Flight attendants are more than glorified waiters. These are the people who set the mood for the flight to be pleasant and for passengers to feel safe. These are also the people who will give passengers first assistance when there is a medical emergency.
Among the training flight attendants are given, they are taught to be perceptive. Staff on a plane are trained to look at a number of things when looking at the passengers. In doing so, they would be assuring the safety of the passenger and everyone else’s on the plane.
One of the first things flight attendants look out for is to see if any of the passengers are intoxicated. “Jay Robert of Fly Guy revealed that intoxication can be an immediate threat, especially when the passenger appears to be aggressive.” Plus, nobody wants a drunk ranting for a whole flight.

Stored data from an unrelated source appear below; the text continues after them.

//! Line-oriented text form of sequence elements.
//!
//! File sinks and the process bridge only accept element types that can be
//! turned into a single line of text. Integers go through `itoa`, floats
//! through `ryu`, so serialization allocates once per element at most.

use memchr::memchr2;
use std::borrow::Cow;
use std::path::{Path, PathBuf};
use std::rc::Rc;
use std::sync::Arc;

/// Deterministic single-line text form of a value.
///
/// The returned text must not contain `\n` or `\r`; sinks reject elements
/// that do (see [`contains_line_break`]).
pub trait ToLine {
    fn to_line(&self) -> Cow<'_, str>;
}

/// True if `text` contains a line feed or carriage return.
#[inline]
pub fn contains_line_break(text: &str) -> bool {
    memchr2(b'\n', b'\r', text.as_bytes()).is_some()
}

impl ToLine for str {
    fn to_line(&self) -> Cow<'_, str> {
        Cow::Borrowed(self)
    }
}

impl ToLine for String {
    fn to_line(&self) -> Cow<'_, str> {
        Cow::Borrowed(self.as_str())
    }
}

impl ToLine for Cow<'_, str> {
    fn to_line(&self) -> Cow<'_, str> {
        Cow::Borrowed(self.as_ref())
    }
}

impl ToLine for char {
    fn to_line(&self) -> Cow<'_, str> {
        Cow::Owned(self.to_string())
    }
}

impl ToLine for bool {
    fn to_line(&self) -> Cow<'_, str> {
        Cow::Borrowed(if *self { "true" } else { "false" })
    }
}

impl ToLine for Path {
    fn to_line(&self) -> Cow<'_, str> {
        self.to_string_lossy()
    }
}

impl ToLine for PathBuf {
    fn to_line(&self) -> Cow<'_, str> {
        self.to_string_lossy()
    }
}

impl<T: ToLine + ?Sized> ToLine for &T {
    fn to_line(&self) -> Cow<'_, str> {
        (**self).to_line()
    }
}

impl<T: ToLine + ?Sized> ToLine for Box<T> {
    fn to_line(&self) -> Cow<'_, str> {
        (**self).to_line()
    }
}

impl<T: ToLine + ?Sized> ToLine for Rc<T> {
    fn to_line(&self) -> Cow<'_, str> {
        (**self).to_line()
    }
}

impl<T: ToLine + ?Sized> ToLine for Arc<T> {
    fn to_line(&self) -> Cow<'_, str> {
        (**self).to_line()
    }
}

macro_rules! impl_to_line_int {
    ($($t:ty),*) => {
        $(
            impl ToLine for $t {
                #[inline]
                fn to_line(&self) -> Cow<'_, str> {
                    Cow::Owned(itoa::Buffer::new().format(*self).to_owned())
                }
            }
        )*
    };
}

impl_to_line_int!(u8, u16, u32, u64, u128, usize, i8, i16, i32, i64, i128, isize);

macro_rules! impl_to_line_float {
    ($($t:ty),*) => {
        $(
            impl ToLine for $t {
                #[inline]
                fn to_line(&self) -> Cow<'_, str> {
                    Cow::Owned(ryu::Buffer::new().format(*self).to_owned())
                }
            }
        )*
    };
}

impl_to_line_float!(f32, f64);
//! The lazy pull engine.
//!
//! A [`Sequence`] is an ordered, single-pass, possibly infinite series of
//! elements produced on demand by a boxed [`Source`]. Every operator consumes
//! its input sequence and returns a new one that pulls from it, so a cursor
//! can never be shared between two views: duplicating a sequence requires
//! materializing it first.
//!
//! # Resource release
//!
//! Whenever a source reports end-of-data, the sequence observing it closes
//! the whole upstream chain, so draining a sequence always releases files and
//! child processes without client action. A sequence abandoned early releases
//! its resources when dropped; [`Sequence::close`] does it explicitly.

mod ops;
mod terminal;

pub use ops::{
    Concat, DropWhile, Filter, FilterMap, FlatMap, Index, Inspect, Map, Skip, Take, TakeWhile,
    Zip,
};

use crate::handle::{Release, ResourceHandle};

/// Producer behind a [`Sequence`].
///
/// `pull` returns the next element or `None` once the source is exhausted.
/// `close` releases whatever the source owns; it may be called more than once
/// and after exhaustion, and must be a no-op the second time.
pub trait Source<T>: Send {
    fn pull(&mut self) -> Option<T>;

    fn close(&mut self) {}
}

/// A lazy, pull-based, single-pass sequence of `T`.
///
/// `Sequence` implements [`Iterator`], so it works with `for` loops and the
/// standard adapters; the inherent operators (`map`, `filter`, `take`, ...)
/// keep the result a `Sequence` and propagate `close` upstream.
pub struct Sequence<T> {
    source: Box<dyn Source<T>>,
    peeked: Option<T>,
    closed: bool,
}

/// Source over any `Send` iterator. Closing drops the iterator.
struct IterSource<I> {
    iter: Option<I>,
}

impl<I> Source<I::Item> for IterSource<I>
where
    I: Iterator + Send,
{
    fn pull(&mut self) -> Option<I::Item> {
        self.iter.as_mut()?.next()
    }

    fn close(&mut self) {
        self.iter = None;
    }
}

/// Source reading from an owned resource through a caller-supplied step.
struct ResourceSource<R: Release, F> {
    handle: ResourceHandle<R>,
    read: F,
}

impl<T, R, F> Source<T> for ResourceSource<R, F>
where
    R: Release + Send,
    F: FnMut(&mut R) -> Option<T> + Send,
{
    fn pull(&mut self) -> Option<T> {
        let resource = self.handle.get_mut()?;
        let item = (self.read)(resource);
        if item.is_none() {
            self.handle.close_logged();
        }
        item
    }

    fn close(&mut self) {
        self.handle.close_logged();
    }
}

/// Iterator paired with the resource it reads from. The resource is released
/// when the iterator ends or the source is closed.
struct WithResource<I, R: Release> {
    iter: Option<I>,
    handle: ResourceHandle<R>,
}

impl<I, R> Source<I::Item> for WithResource<I, R>
where
    I: Iterator + Send,
    R: Release + Send,
{
    fn pull(&mut self) -> Option<I::Item> {
        let item = self.iter.as_mut()?.next();
        if item.is_none() {
            self.close();
        }
        item
    }

    fn close(&mut self) {
        self.iter = None;
        self.handle.close_logged();
    }
}

struct FromFn<F> {
    next: F,
}

impl<T, F> Source<T> for FromFn<F>
where
    F: FnMut() -> Option<T> + Send,
{
    fn pull(&mut self) -> Option<T> {
        (self.next)()
    }
}

struct Iterate<T, F> {
    state: Option<T>,
    step: F,
}

impl<T, F> Source<T> for Iterate<T, F>
where
    T: Send,
    F: FnMut(&T) -> T + Send,
{
    fn pull(&mut self) -> Option<T> {
        let current = self.state.take()?;
        self.state = Some((self.step)(&current));
        Some(current)
    }

    fn close(&mut self) {
        self.state = None;
    }
}

impl<T: Send + 'static> Sequence<T> {
    /// Wrap a custom [`Source`].
    pub fn from_source<S>(source: S) -> Self
    where
        S: Source<T> + 'static,
    {
        Self {
            source: Box::new(source),
            peeked: None,
            closed: false,
        }
    }

    /// Lazily pull from an iterator.
    pub fn from_iter<I>(iter: I) -> Self
    where
        I: IntoIterator<Item = T>,
        I::IntoIter: Send + 'static,
    {
        Self::from_source(IterSource {
            iter: Some(iter.into_iter()),
        })
    }

    pub fn from_vec(items: Vec<T>) -> Self {
        Self::from_iter(items)
    }

    pub fn empty() -> Self {
        Self::from_iter(std::iter::empty())
    }

    pub fn once(item: T) -> Self {
        Self::from_iter(std::iter::once(item))
    }

    /// Produce elements from a closure until it returns `None`.
    pub fn from_fn<F>(next: F) -> Self
    where
        F: FnMut() -> Option<T> + Send + 'static,
    {
        Self::from_source(FromFn { next })
    }

    /// Infinite sequence `seed, step(seed), step(step(seed)), ...`.
    pub fn iterate<F>(seed: T, step: F) -> Self
    where
        F: FnMut(&T) -> T + Send + 'static,
    {
        Self::from_source(Iterate {
            state: Some(seed),
            step,
        })
    }

    /// Read elements out of an owned resource.
    ///
    /// `read` is called once per pull; returning `None` ends the sequence and
    /// releases the resource. Closing or dropping the sequence early releases
    /// it as well.
    pub fn from_resource<R, F>(handle: ResourceHandle<R>, read: F) -> Self
    where
        R: Release + Send + 'static,
        F: FnMut(&mut R) -> Option<T> + Send + 'static,
    {
        Self::from_source(ResourceSource { handle, read })
    }

    /// Pull from `iter`, releasing `handle` once it ends.
    ///
    /// For iterators that borrow nothing from the resource but depend on it
    /// staying alive, such as a lock file or a server-side cursor.
    pub fn with_resource<I, R>(iter: I, handle: ResourceHandle<R>) -> Self
    where
        I: IntoIterator<Item = T>,
        I::IntoIter: Send + 'static,
        R: Release + Send + 'static,
    {
        Self::from_source(WithResource {
            iter: Some(iter.into_iter()),
            handle,
        })
    }

    /// Pull the next element, closing the upstream chain on exhaustion.
    fn advance(&mut self) -> Option<T> {
        if self.closed {
            return None;
        }
        match self.source.pull() {
            Some(item) => Some(item),
            None => {
                self.close();
                None
            }
        }
    }

    /// Look at the next element without consuming it.
    pub fn peek(&mut self) -> Option<&T> {
        if self.peeked.is_none() {
            self.peeked = self.advance();
        }
        self.peeked.as_ref()
    }

    /// True if another element is available. Pulls at most one element ahead.
    pub fn has_next(&mut self) -> bool {
        self.peek().is_some()
    }

    /// Consume the next element only if it satisfies `accept`.
    pub fn next_if(&mut self, accept: impl FnOnce(&T) -> bool) -> Option<T> {
        match self.peek() {
            Some(item) if accept(item) => self.peeked.take(),
            _ => None,
        }
    }

    /// Release the upstream chain. Idempotent; afterwards the sequence is
    /// exhausted and any peeked element is discarded.
    pub fn close(&mut self) {
        self.peeked = None;
        if !self.closed {
            self.closed = true;
            self.source.close();
        }
    }

    /// True once the sequence has been closed, either explicitly or because
    /// its source reported end-of-data.
    pub fn is_closed(&self) -> bool {
        self.closed && self.peeked.is_none()
    }
}

impl<T: Clone + Send + 'static> Sequence<T> {
    /// Infinite sequence of clones of `item`.
    pub fn repeat(item: T) -> Self {
        Self::from_iter(std::iter::repeat(item))
    }
}

impl<T: Send + 'static> Iterator for Sequence<T> {
    type Item = T;

    fn next(&mut self) -> Option<T> {
        match self.peeked.take() {
            Some(item) => Some(item),
            None => self.advance(),
        }
    }
}

/// A sequence is itself a source, which is how operators chain.
impl<T: Send + 'static> Source<T> for Sequence<T> {
    fn pull(&mut self) -> Option<T> {
        Iterator::next(self)
    }

    fn close(&mut self) {
        Sequence::close(self);
    }
}

impl<T> std::fmt::Debug for Sequence<T> {
    fn fmt(&self, f: &mut std::fmt::Formatter<'_>) -> std::fmt::Result {
        f.debug_struct("Sequence")
            .field("closed", &self.closed)
            .field("peeked", &self.peeked.is_some())
            .finish()
    }
}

They look out for anyone who’s drunk the minute passengers start boarding. They’re even taught a few skills to stop a drunk who turns aggressive. “We are trained in basic taekwondo techniques to handle acts of aggression in the sky, but stopping them before they get up there is our main goal,” Robert explained.

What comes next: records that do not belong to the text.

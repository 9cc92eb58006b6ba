//! Owned external resources with exactly-once release.
//!
//! A [`ResourceHandle`] owns one closeable resource (file reader, child
//! process, native cursor). Ownership moves into the [`Sequence`] that wraps
//! it; the resource is released exactly once, whichever comes first of
//! end-of-data, an explicit `close()`, or `Drop` of the handle.
//!
//! [`Sequence`]: crate::sequence::Sequence

use std::fs::File;
use std::io::{self, BufReader, Read};
use std::process::ChildStdout;

/// A resource that needs explicit teardown.
pub trait Release {
    /// Tear down the resource. Called at most once per handle.
    fn release(self) -> io::Result<()>;
}

impl Release for File {
    fn release(self) -> io::Result<()> {
        drop(self);
        Ok(())
    }
}

impl Release for ChildStdout {
    fn release(self) -> io::Result<()> {
        drop(self);
        Ok(())
    }
}

impl<R: Read + Release> Release for BufReader<R> {
    fn release(self) -> io::Result<()> {
        self.into_inner().release()
    }
}

/// Adapts a resource plus a custom teardown closure, for cursor-style
/// producers that need more than `drop`.
pub struct ReleaseWith<R, F>
where
    F: FnOnce(R) -> io::Result<()>,
{
    resource: R,
    teardown: F,
}

impl<R, F> ReleaseWith<R, F>
where
    F: FnOnce(R) -> io::Result<()>,
{
    pub fn new(resource: R, teardown: F) -> Self {
        Self { resource, teardown }
    }

    pub fn get_mut(&mut self) -> &mut R {
        &mut self.resource
    }
}

impl<R, F> Release for ReleaseWith<R, F>
where
    F: FnOnce(R) -> io::Result<()>,
{
    fn release(self) -> io::Result<()> {
        (self.teardown)(self.resource)
    }
}

/// Exclusive owner of one external resource.
///
/// `close()` is idempotent: the first call releases the resource, later calls
/// are no-ops. Dropping an unreleased handle releases it as a backstop and
/// logs at debug level, since relying on it means the owner was abandoned
/// before end-of-data.
pub struct ResourceHandle<R: Release> {
    resource: Option<R>,
    label: String,
}

impl<R: Release> ResourceHandle<R> {
    /// Take ownership of `resource`. The label identifies it in log records.
    pub fn new(resource: R, label: impl Into<String>) -> Self {
        Self {
            resource: Some(resource),
            label: label.into(),
        }
    }

    /// Borrow the resource, or `None` once released.
    #[inline]
    pub fn get_mut(&mut self) -> Option<&mut R> {
        self.resource.as_mut()
    }

    #[inline]
    pub fn get(&self) -> Option<&R> {
        self.resource.as_ref()
    }

    #[inline]
    pub fn is_released(&self) -> bool {
        self.resource.is_none()
    }

    pub fn label(&self) -> &str {
        &self.label
    }

    /// Release the resource if still held.
    pub fn close(&mut self) -> io::Result<()> {
        match self.resource.take() {
            Some(resource) => resource.release(),
            None => Ok(()),
        }
    }

    /// Release the resource, logging instead of returning a failure.
    pub fn close_logged(&mut self) {
        if let Err(e) = self.close() {
            tracing::warn!(resource = %self.label, error = %e, "failed to release resource");
        }
    }
}

impl<R: Release> Drop for ResourceHandle<R> {
    fn drop(&mut self) {
        if let Some(resource) = self.resource.take() {
            tracing::debug!(resource = %self.label, "releasing resource on drop");
            if let Err(e) = resource.release() {
                tracing::warn!(resource = %self.label, error = %e, "failed to release resource");
            }
        }
    }
}

impl<R: Release> std::fmt::Debug for ResourceHandle<R> {
    fn fmt(&self, f: &mut std::fmt::Formatter<'_>) -> std::fmt::Result {
        f.debug_struct("ResourceHandle")
            .field("label", &self.label)
            .field("released", &self.is_released())
            .finish()
    }
}

#[cfg(test)]
mod tests {
    use super::*;
    use std::sync::atomic::{AtomicUsize, Ordering};
    use std::sync::Arc;

    fn counting(counter: &Arc<AtomicUsize>) -> ReleaseWith<(), impl FnOnce(()) -> io::Result<()>> {
        let counter = Arc::clone(counter);
        ReleaseWith::new((), move |_| {
            counter.fetch_add(1, Ordering::SeqCst);
            Ok(())
        })
    }

    #[test]
    fn test_close_is_idempotent() {
        let releases = Arc::new(AtomicUsize::new(0));
        let mut handle = ResourceHandle::new(counting(&releases), "test");

        handle.close().unwrap();
        handle.close().unwrap();
        drop(handle);

        assert_eq!(releases.load(Ordering::SeqCst), 1);
    }

    #[test]
    fn test_drop_releases() {
        let releases = Arc::new(AtomicUsize::new(0));
        {
            let handle = ResourceHandle::new(counting(&releases), "test");
            assert!(!handle.is_released());
        }
        assert_eq!(releases.load(Ordering::SeqCst), 1);
    }

    #[test]
    fn test_close_reports_failure_once() {
        let mut handle = ResourceHandle::new(
            ReleaseWith::new((), |_| Err(io::Error::other("cursor already gone"))),
            "cursor",
        );
        assert!(handle.close().is_err());
        assert!(handle.close().is_ok());
        assert!(handle.is_released());
    }
}
//! Timing Scenarios.
//!
//! Small programs whose stage cycles can be worked out by hand:
//!   1. A lone instruction walks one stage per cycle.
//!   2. Latency law: broadcast comes `latency + 1` cycles after issue.
//!   3. Independent instructions on one lane issue on consecutive cycles.
//!   4. A dependent instruction issues in its producer's broadcast cycle.
//!   5. Out-of-order completion still retires in program order.

use pretty_assertions::assert_eq;
use procsim_core::common::{Tag, UnitClass};
use procsim_core::timeline::InstTiming;
use rstest::rstest;

use crate::common::builder::instruction::{InstBuilder, program};
use crate::common::harness::TestContext;

fn stamps(t: &InstTiming) -> [Option<u64>; 6] {
    [
        t.fetch,
        t.dispatch,
        t.schedule,
        t.execute,
        t.state_update,
        t.commit,
    ]
}

#[test]
fn test_single_k0_instruction() {
    let ctx = TestContext::new(program([InstBuilder::k0().at(0x1000).dest(1).src(2, 3)])).run();

    assert_eq!(
        ctx.timing(1),
        InstTiming {
            tag: Tag(1),
            address: 0x1000,
            unit: UnitClass::K0,
            fetch: Some(0),
            dispatch: Some(1),
            schedule: Some(2),
            execute: Some(3),
            state_update: Some(4),
            commit: Some(5),
        }
    );
    assert_eq!(ctx.stats().cycles, 6);
    assert_eq!(ctx.stats().instructions_retired, 1);
}

#[rstest]
#[case::k0(1)]
#[case::k1(2)]
#[case::k2(3)]
fn test_latency_law(#[case] latency: u64) {
    let ctx = TestContext::new(program([InstBuilder::with_latency(latency as usize).dest(7)])).run();
    let t = ctx.timing(1);
    let schedule = t.schedule.unwrap();
    assert_eq!(t.execute, Some(schedule + latency));
    assert_eq!(t.state_update, Some(schedule + latency + 1));
    assert_eq!(ctx.stats().cycles, schedule + latency + 3);
}

#[rstest]
#[case::k0(InstBuilder::k0(), [1, 2, 3])]
#[case::k1(InstBuilder::k1(), [2, 1, 3])]
#[case::k2(InstBuilder::k2(), [2, 2, 1])]
fn test_independent_pair_on_single_lane(#[case] inst: InstBuilder, #[case] units: [usize; 3]) {
    let ctx = TestContext::with_machine(
        4,
        units,
        2,
        2,
        vec![inst.dest(1).build(), inst.dest(2).build()],
    )
    .run();

    assert_eq!(ctx.scheduled(2), ctx.scheduled(1) + 1);
    assert_eq!(ctx.retired(), &[Tag(1), Tag(2)]);
}

#[test]
fn test_two_lanes_issue_together() {
    let ctx = TestContext::new(program([
        InstBuilder::k1().dest(1),
        InstBuilder::k1().dest(2),
        InstBuilder::k1().dest(3),
    ]))
    .run();
    assert_eq!(ctx.scheduled(1), 2);
    assert_eq!(ctx.scheduled(2), 2);
    assert_eq!(ctx.scheduled(3), 3);
}

#[test]
fn test_dependent_issues_on_producer_broadcast() {
    let ctx = TestContext::new(program([
        InstBuilder::k2().dest(1).src(2, 3),
        InstBuilder::k0().dest(4).src(1, 5),
    ]))
    .run();

    assert_eq!(stamps(&ctx.timing(1)), [0, 1, 2, 5, 6, 7].map(Some));
    assert_eq!(stamps(&ctx.timing(2)), [0, 1, 6, 7, 8, 9].map(Some));
    assert_eq!(ctx.scheduled(2), ctx.updated(1));
    assert_eq!(ctx.stats().cycles, 10);
}

#[test]
fn test_out_of_order_completion_in_order_commit() {
    // The K0 finishes long before the K2 ahead of it
    let ctx = TestContext::new(program([InstBuilder::k2().dest(1), InstBuilder::k0().dest(2)])).run();

    assert!(ctx.updated(2) < ctx.updated(1));
    let first = ctx.timing(1).commit.unwrap();
    let second = ctx.timing(2).commit.unwrap();
    assert_eq!(first, ctx.updated(1) + 1);
    assert_eq!(second, first);
    assert_eq!(ctx.retired(), &[Tag(1), Tag(2)]);
}

#[test]
fn test_full_pool_blocks_younger_classes() {
    // One K2 station: the K0 behind the second K2 must wait for it
    let ctx = TestContext::with_machine(
        4,
        [1, 1, 1],
        2,
        1,
        program([
            InstBuilder::k2().dest(1),
            InstBuilder::k2().dest(2),
            InstBuilder::k0().dest(3),
        ]),
    )
    .run();

    let second = ctx.timing(2).dispatch.unwrap();
    assert_eq!(second, ctx.timing(1).execute.unwrap());
    assert_eq!(ctx.timing(3).dispatch, Some(second));
    assert!(ctx.stats().dispatch_stalls > 0);
}

#[test]
fn test_empty_trace() {
    let ctx = TestContext::new(Vec::new()).run();
    assert_eq!(ctx.stats().cycles, 1);
    assert!(ctx.retired().is_empty());
    assert_eq!(ctx.sim.timeline().map(|t| t.len()), Some(0));
}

It’s not like the staff have anything against pregnant women. However, some pregnant women insist on flying, even when they pass their limit. So, Robert explains, flight attendants look out for “women to see if they are hiding baby bumps with loose clothing.”
“When I say hello and a passenger responds back, I notice and think, ‘wow, that person is really nice.’ … I’ll probably go above and beyond the call of duty for a nice passenger.” OK, I need to try this.
Flight attendant Zac Ford revealed, “Typically, this is someone who is traveling alone and in street clothes, looks like they are in above average physical shape or is known emergency service personnel.” If you don’t like to get involved — ever — then a stomach pooch and a few extra pounds will work in your favor on planes. Now you can eat that donut.
Eye contact is also important for flight attendants. “More often than not, the ones who don’t make eye contact make me investigate. Are they scared of flying? Are they feeling okay? These are things people don’t tell you outright.”
Flight attendants will also look out for people who are feeling under the weather. Flying when you’re sick can be hell. It can also be hell for flight attendants when they can’t help the person as much as they want to.
Claudia Sieweck of TUIFly said, “Once all doors are closed and we’re airborne, it can get very challenging to handle medical emergencies.” It’s not like the plane can stop anywhere. Plus, unless there’s doctor, it can be scary for everyone to watch or hear a person feel unwell for an entire flight.
Comfort is another thing they look out for. Siewick also revealed, “I ask passengers if everything is alright if I have the feeling something isn’t perfect. Passengers with fear of flying get my special attention. I love to care for them and to make them feel comfortable.”
Our safety is in the hands of these people. So, as a person who’s terrified of flying, knowing the kind of things flight attendants are trained to look out for is reassuring. Although, I’m still waiting for someone to comfort me when I’m tense during a flight.